Advanced Analytics
BioLang includes computational biology functions for expression normalization, dimensionality reduction (UMAP, t-SNE), graph clustering (Leiden), sequence sketching, phylogenetics, and gene set enrichment. These functions operate on matrices and tables and integrate with BioLang's pipe-first design.
Expression Normalization
Normalize count data using standard methods before downstream analysis:
# Load count data and gene lengths
let counts = read_csv("counts_matrix.csv")
let lengths = read_csv("gene_lengths.csv") |> col("length")
let total = sum(col(counts, "sample1"))
# Normalize with TPM, FPKM, or CPM
let tpm_values = tpm(counts, lengths)
let fpkm_values = fpkm(counts, lengths, total)
let cpm_values = cpm(counts)UMAP
UMAP (Uniform Manifold Approximation and Projection) is a non-linear dimensionality reduction technique that preserves both local and global structure:
# umap(matrix)
# Returns 2D coordinates for each row
let data = matrix([
[1.0, 2.0, 3.0],
[4.0, 5.0, 6.0],
[7.0, 8.0, 9.0],
[2.0, 3.0, 4.0],
])
# Reduce to 2 dimensions
let coords = umap(data)
print(coords)t-SNE
t-SNE (t-distributed Stochastic Neighbor Embedding) is another non-linear dimensionality reduction method that excels at preserving local cluster structure:
# tsne(matrix)
# Returns 2D coordinates for each row
let data = matrix([
[1.0, 2.0, 3.0],
[4.0, 5.0, 6.0],
[7.0, 8.0, 9.0],
[2.0, 3.0, 4.0],
])
let coords = tsne(data)
print(coords)Leiden Clustering
The Leiden algorithm is an improved version of Louvain community detection, widely used in single-cell analysis for identifying cell types:
# leiden(graph)
# Returns cluster assignment for each node
let adj = matrix([
[0, 1, 1, 0, 0],
[1, 0, 1, 0, 0],
[1, 1, 0, 0, 0],
[0, 0, 0, 0, 1],
[0, 0, 0, 1, 0],
])
# Cluster the adjacency graph
let clusters = leiden(adj)
print("Cluster assignments:", clusters)Sketching & Distance
MinHash sketching enables fast approximate distance computation between sequences without full alignment:
# Build MinHash sketches for fast comparison
let seq1 = dna"ATCGATCGATCGATCGATCG"
let seq2 = dna"ATCGATCAATCGATCGATCG"
let s1 = sketch(seq1, 21)
let s2 = sketch(seq2, 21)
# Compute sketch distance (Jaccard-based)

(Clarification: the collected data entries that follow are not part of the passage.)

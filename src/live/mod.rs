//! Lock-screen live activities.
//!
//! A live activity is a system-rendered countdown to a fixed end instant.
//! Each activity is published as its own JSON file under an `activities`
//! directory so any process can list or end them, including activities
//! started by another process.
//!
//! There is no paused visual: pause and stop both end every activity, and
//! a resume starts a fresh one.

use std::fs;
use std::io::Write;
use std::path::{Path, PathBuf};

use chrono::{DateTime, Utc};
use serde::{Deserialize, Serialize};
use uuid::Uuid;

use crate::clock::{Clock, SystemClock};
use crate::derive::derive;
use crate::fanout::{FanOutError, LiveDisplay};
use crate::types::{DerivedState, TimerRecord, TimerState};

/// Name of the directory holding one file per activity.
pub const ACTIVITIES_DIR_NAME: &str = "activities";

/// Default activity title.
pub const DEFAULT_ACTIVITY_NAME: &str = "Focus Session";

/// Static attributes fixed for the lifetime of an activity.
#[derive(Debug, Clone, PartialEq, Eq, Serialize, Deserialize)]
#[serde(rename_all = "camelCase")]
pub struct ActivityAttributes {
    pub timer_name: String,
}

/// Dynamic state of an activity.
#[derive(Debug, Clone, PartialEq, Eq, Serialize, Deserialize)]
#[serde(rename_all = "camelCase")]
pub struct ActivityContent {
    pub end_date: DateTime<Utc>,
}

/// One published live activity.
#[derive(Debug, Clone, PartialEq, Eq, Serialize, Deserialize)]
#[serde(rename_all = "camelCase")]
pub struct LiveActivity {
    pub id: Uuid,
    pub attributes: ActivityAttributes,
    pub content: ActivityContent,
    pub started_at: DateTime<Utc>,
}

impl LiveActivity {
    /// What the lock screen shows for this activity at `now`.
    ///
    /// Goes through the same derivation as every other renderer so a
    /// countdown that reached its end shows idle.
    pub fn derived(&self, now: DateTime<Utc>) -> DerivedState {
        let record = TimerRecord {
            state: TimerState::Running,
            end_date: Some(self.content.end_date),
            ..TimerRecord::idle()
        };
        derive(&record, now)
    }
}

/// File-backed live activity manager.
#[derive(Debug, Clone)]
pub struct LiveActivityManager<C = SystemClock> {
    dir: PathBuf,
    timer_name: String,
    enabled: bool,
    clock: C,
}

impl LiveActivityManager {
    /// Creates a manager publishing into `<namespace_dir>/activities`.
    pub fn new(namespace_dir: &Path) -> Self {
        Self {
            dir: namespace_dir.join(ACTIVITIES_DIR_NAME),
            timer_name: DEFAULT_ACTIVITY_NAME.to_string(),
            enabled: true,
            clock: SystemClock,
        }
    }
}

impl<C: Clock> LiveActivityManager<C> {
    /// Stamps new activities with `clock` instead of the system clock.
    pub fn with_clock<K: Clock>(self, clock: K) -> LiveActivityManager<K> {
        LiveActivityManager {
            dir: self.dir,
            timer_name: self.timer_name,
            enabled: self.enabled,
            clock,
        }
    }

    #[must_use]
    pub fn with_timer_name(mut self, name: impl Into<String>) -> Self {
        self.timer_name = name.into();
        self
    }

    #[must_use]
    pub fn with_enabled(mut self, enabled: bool) -> Self {
        self.enabled = enabled;
        self
    }

    pub fn dir(&self) -> &Path {
        &self.dir
    }

    /// Lists every published activity, oldest first.
    ///
    /// Unreadable entries are skipped.
    pub fn activities(&self) -> Vec<LiveActivity> {
        let mut activities: Vec<LiveActivity> = self
            .activity_files()
            .into_iter()
            .filter_map(|path| {
                let bytes = fs::read(&path).ok()?;
                match serde_json::from_slice(&bytes) {
                    Ok(activity) => Some(activity),
                    Err(e) => {
                        tracing::warn!("ライブアクティビティを読み込めません ({}): {}", path.display(), e);
                        None
                    }
                }
            })
            .collect();
        activities.sort_by_key(|a| a.started_at);
        activities
    }

    fn activity_files(&self) -> Vec<PathBuf> {
        let Ok(entries) = fs::read_dir(&self.dir) else {
            return Vec::new();
        };
        entries
            .filter_map(|entry| entry.ok().map(|e| e.path()))
            .filter(|path| path.extension().is_some_and(|ext| ext == "json"))
            .collect()
    }

    /// Publishes `activity` through a temp file renamed into place, so
    /// readers never see a partial file.
    fn publish(&self, activity: &LiveActivity) -> Result<PathBuf, FanOutError> {
        fs::create_dir_all(&self.dir).map_err(|e| self.error("作成", e))?;
        let json = serde_json::to_vec_pretty(activity).map_err(|e| self.error("変換", e))?;

        let path = self.dir.join(format!("{}.json", activity.id));
        let tmp_path = self.dir.join(format!(".{}.tmp", activity.id));
        let result = (|| {
            let mut file = fs::File::create(&tmp_path)?;
            file.write_all(&json)?;
            file.sync_all()?;
            fs::rename(&tmp_path, &path)
        })();

        if let Err(e) = result {
            let _ = fs::remove_file(&tmp_path);
            return Err(self.error("書き込み", e));
        }
        Ok(path)
    }

    fn error(&self, action: &str, e: impl std::fmt::Display) -> FanOutError {
        FanOutError::LiveDisplay(format!("{} ({}): {}", action, self.dir.display(), e))
    }
}

impl<C: Clock> LiveDisplay for LiveActivityManager<C> {
    async fn start(&self, end_date: DateTime<Utc>) -> Result<(), FanOutError> {
        let activity = LiveActivity {
            id: Uuid::new_v4(),
            attributes: ActivityAttributes {
                timer_name: self.timer_name.clone(),
            },
            content: ActivityContent { end_date },
            started_at: self.clock.now(),
        };

        self.publish(&activity)?;

        tracing::debug!(id = %activity.id, end_date = %end_date, "ライブアクティビティを開始しました");
        Ok(())
    }

    async fn end_all(&self) -> Result<(), FanOutError> {
        let mut first_error = None;
        let mut ended = 0usize;

        for path in self.activity_files() {
            match fs::remove_file(&path) {
                Ok(()) => ended += 1,
                Err(e) if e.kind() == std::io::ErrorKind::NotFound => {}
                Err(e) => {
                    first_error.get_or_insert_with(|| self.error("終了", e));
                }
            }
        }

        tracing::debug!(ended, "ライブアクティビティを終了しました");
        match first_error {
            Some(e) => Err(e),
            None => Ok(()),
        }
    }

    fn is_enabled(&self) -> bool {
        self.enabled
    }
}

// ============================================================================
// Tests
// ============================================================================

let dist = sketch_dist(s1, s2)
print("Sketch distance:", dist)
# Compare many sequences pairwise
let seqs = read_fasta("data/sequences.fasta") |> collect()
seqs |> map(|a| seqs |> map(|b| sketch_dist(sketch(a.seq, 21), sketch(b.seq, 21))))

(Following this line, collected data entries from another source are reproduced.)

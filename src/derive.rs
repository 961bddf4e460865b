//! The shared derivation rule.
//!
//! Every surface (foreground app, widget timeline, live display, CLI status)
//! turns a point-in-time [`TimerRecord`] plus the current wall-clock time into
//! what it displays through [`derive`]. Nothing here touches the store.

use chrono::{DateTime, Utc};

use crate::clock::seconds_between;
use crate::types::{DerivedState, TimerRecord, TimerState};

/// Computes `(display_state, remaining_seconds)` for `record` at `now`.
///
/// A Running record whose end instant has passed reads as `(Idle, 0)`
/// (lazy expiry). A Paused record reports its frozen snapshot verbatim.
/// Records missing the field their state requires read as Idle.
pub fn derive(record: &TimerRecord, now: DateTime<Utc>) -> DerivedState {
    match record.state {
        TimerState::Running => match record.end_date {
            Some(end_date) => {
                let remaining = seconds_between(end_date, now);
                if remaining > 0.0 {
                    DerivedState {
                        display_state: TimerState::Running,
                        remaining_seconds: remaining,
                    }
                } else {
                    DerivedState::idle()
                }
            }
            None => DerivedState::idle(),
        },
        TimerState::Paused => match record.remaining_duration {
            Some(remaining) => DerivedState {
                display_state: TimerState::Paused,
                remaining_seconds: remaining,
            },
            None => DerivedState::idle(),
        },
        TimerState::Idle => DerivedState::idle(),
    }
}

/// Returns true when `record` says Running but its end instant has passed.
pub fn is_expired(record: &TimerRecord, now: DateTime<Utc>) -> bool {
    record.state == TimerState::Running
        && derive(record, now).display_state == TimerState::Idle
}

#[cfg(test)]
mod tests {
    use super::*;
    use crate::clock::add_seconds;
    use chrono::TimeZone;

    fn t0() -> DateTime<Utc> {
        Utc.with_ymd_and_hms(2026, 1, 2, 9, 0, 0).unwrap()
    }

    fn running(end_date: DateTime<Utc>, original: f64) -> TimerRecord {
        TimerRecord {
            state: TimerState::Running,
            end_date: Some(end_date),
            original_duration: Some(original),
            ..TimerRecord::idle()
        }
    }

    #[test]
    fn test_running_reports_time_to_end() {
        let record = running(add_seconds(t0(), 1500.0), 1500.0);

        let derived = derive(&record, add_seconds(t0(), 1.0));

        assert_eq!(derived.display_state, TimerState::Running);
        assert_eq!(derived.remaining_seconds, 1499.0);
    }

    #[test]
    fn test_running_at_end_instant_is_idle() {
        let record = running(add_seconds(t0(), 60.0), 60.0);

        assert_eq!(derive(&record, add_seconds(t0(), 60.0)), DerivedState::idle());
    }

    #[test]
    fn test_expired_stays_idle_on_every_read() {
        let record = running(add_seconds(t0(), 60.0), 60.0);

        for offset in [61.0, 120.0, 3600.0, 86_400.0] {
            let derived = derive(&record, add_seconds(t0(), offset));
            assert_eq!(derived, DerivedState::idle(), "offset {}", offset);
        }
        assert!(is_expired(&record, add_seconds(t0(), 61.0)));
        assert!(!is_expired(&record, add_seconds(t0(), 59.0)));
    }

    #[test]
    fn test_paused_is_frozen() {
        let record = TimerRecord {
            state: TimerState::Paused,
            original_duration: Some(1500.0),
            remaining_duration: Some(1490.0),
            ..TimerRecord::idle()
        };

        for offset in [0.0, 10.0, 10_000.0] {
            let derived = derive(&record, add_seconds(t0(), offset));
            assert_eq!(derived.display_state, TimerState::Paused);
            assert_eq!(derived.remaining_seconds, 1490.0);
        }
    }

    #[test]
    fn test_idle_is_zero() {
        assert_eq!(derive(&TimerRecord::idle(), t0()), DerivedState::idle());
    }

    #[test]
    fn test_incomplete_records_read_as_idle() {
        let running_without_end = TimerRecord {
            state: TimerState::Running,
            original_duration: Some(60.0),
            ..TimerRecord::idle()
        };
        let paused_without_snapshot = TimerRecord {
            state: TimerState::Paused,
            original_duration: Some(60.0),
            ..TimerRecord::idle()
        };

        assert_eq!(derive(&running_without_end, t0()), DerivedState::idle());
        assert_eq!(derive(&paused_without_snapshot, t0()), DerivedState::idle());
    }

    #[test]
    fn test_derive_does_not_touch_record() {
        let record = running(add_seconds(t0(), 10.0), 10.0);
        let before = record.clone();

        let _ = derive(&record, add_seconds(t0(), 20.0));

        assert_eq!(record, before);
    }
}
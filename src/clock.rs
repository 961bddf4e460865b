//! Wall-clock access for the timer core.
//!
//! Every decision in the core is made against an explicit `now`, so tests
//! can drive time with [`ManualClock`] instead of sleeping.

use std::sync::Mutex;

use chrono::{DateTime, Duration, Utc};

/// Source of the current wall-clock instant.
pub trait Clock {
    fn now(&self) -> DateTime<Utc>;
}

/// Reads the system clock.
#[derive(Debug, Clone, Copy, Default)]
pub struct SystemClock;

impl Clock for SystemClock {
    fn now(&self) -> DateTime<Utc> {
        Utc::now()
    }
}

/// Clock that only moves when told to.
#[derive(Debug)]
pub struct ManualClock {
    now: Mutex<DateTime<Utc>>,
}

impl ManualClock {
    #[must_use]
    pub fn new(start: DateTime<Utc>) -> Self {
        Self {
            now: Mutex::new(start),
        }
    }

    pub fn set(&self, instant: DateTime<Utc>) {
        *self.lock() = instant;
    }

    pub fn advance_secs(&self, seconds: f64) {
        let mut now = self.lock();
        *now = add_seconds(*now, seconds);
    }

    fn lock(&self) -> std::sync::MutexGuard<'_, DateTime<Utc>> {
        // A poisoned clock still holds a valid instant.
        self.now.lock().unwrap_or_else(|e| e.into_inner())
    }
}

impl Clock for ManualClock {
    fn now(&self) -> DateTime<Utc> {
        *self.lock()
    }
}

impl<C: Clock + ?Sized> Clock for std::sync::Arc<C> {
    fn now(&self) -> DateTime<Utc> {
        (**self).now()
    }
}

/// Returns `instant + seconds` at microsecond precision.
pub fn add_seconds(instant: DateTime<Utc>, seconds: f64) -> DateTime<Utc> {
    instant + Duration::microseconds((seconds * 1_000_000.0).round() as i64)
}

/// Returns `later - earlier` in fractional seconds (negative if `later` is earlier).
pub fn seconds_between(later: DateTime<Utc>, earlier: DateTime<Utc>) -> f64 {
    let delta = later - earlier;
    match delta.num_microseconds() {
        Some(us) => us as f64 / 1_000_000.0,
        None => delta.num_milliseconds() as f64 / 1_000.0,
    }
}

#[cfg(test)]
mod tests {
    use super::*;
    use chrono::TimeZone;

    #[test]
    fn test_manual_clock_advances() {
        let start = Utc.with_ymd_and_hms(2026, 1, 2, 9, 0, 0).unwrap();
        let clock = ManualClock::new(start);

        clock.advance_secs(90.5);

        assert_eq!(seconds_between(clock.now(), start), 90.5);
    }

    #[test]
    fn test_add_and_subtract_are_inverse() {
        let start = Utc.with_ymd_and_hms(2026, 1, 2, 9, 0, 0).unwrap();
        let end = add_seconds(start, 1490.0);

        assert_eq!(seconds_between(end, start), 1490.0);
        assert_eq!(seconds_between(start, end), -1490.0);
    }

    #[test]
    fn test_system_clock_moves_forward() {
        let clock = SystemClock;
        let a = clock.now();
        let b = clock.now();
        assert!(b >= a);
    }
}
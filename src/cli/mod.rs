//! CLI module for the Pomodoro Cube.
//!
//! This module provides the command-line interface:
//! - `commands`: Command definitions using clap derive
//! - `display`: Output formatting and display logic

pub mod commands;
pub mod display;

pub use commands::{Cli, Commands, CompanionArgs, StartArgs};
pub use display::Display;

|> print()Enrichment Analysis
BioLang provides enrichment analysis via GMT gene set files. Use
read_gmt() to load gene sets, then enrich() for
over-representation analysis or gsea() for gene set enrichment:
# Load gene sets from a GMT file (e.g., MSigDB)
let gene_sets = read_gmt("c2.cp.kegg.v2023.2.symbols.gmt")
# Over-representation analysis
# enrich(gene_list, gene_sets)
let sig_genes = ["BRCA1", "TP53", "EGFR", "MYC", "KRAS"]
let enrich_results = enrich(sig_genes, gene_sets)
# Results: gene_set, pvalue, overlap, size
print(enrich_results)
# GSEA — uses a ranked list and gene sets
# gsea(ranked_list, gene_sets)
let ranked = [["BRCA1", 3.2], ["TP53", 2.8], ["EGFR", -1.5], ["MYC", -2.1]]
let gsea_results = gsea(ranked, gene_sets)
print(gsea_results)Neighbor-Joining Trees
Build phylogenetic trees from distance matrices:
# neighbor_joining(distance_matrix)
# distance_matrix: Matrix (symmetric)
let dist = matrix([
[0.0, 0.3, 0.5, 0.7],
[0.3, 0.0, 0.4, 0.6],
[0.5, 0.4, 0.0, 0.8],
[0.7, 0.6, 0.8, 0.0],
])
let tree = neighbor_joining(dist)
print(tree)Full Pipeline Example
# Complete analysis pipeline: sequences -> k-mers -> clustering -> enrichment
# 1. Load sequences and compute k-mer profiles
let seqs = read_fasta("data/sequences.fasta") |> collect()
# kmer_count returns a Table per sequence — top 50 k-mers each
let profiles = seqs
|> map(|r| kmer_count(r.seq, 21, 50))
|> collect()
# 2. Build distance matrix via sketching
let sketches = seqs |> map(|r| sketch(r.seq, 21)) |> collect()
let dist = matrix(sketches |> map(|a| sketches |> map(|b| sketch_dist(a, b))))
# 3. Dimensionality reduction
let coords = umap(dist)
print("UMAP coordinates:", coords)
# 4. Clustering
let clusters = leiden(dist)
print("Cluster assignments:", clusters)
# 5. Build phylogenetic tree
let tree = neighbor_joining(dist)
print(tree)
# 6. Enrichment analysis
let gene_sets = read_gmt("pathways.gmt")
let genes = ["BRCA1", "TP53", "EGFR", "MYC"]
let enriched = enrich(genes, gene_sets)
print(enriched)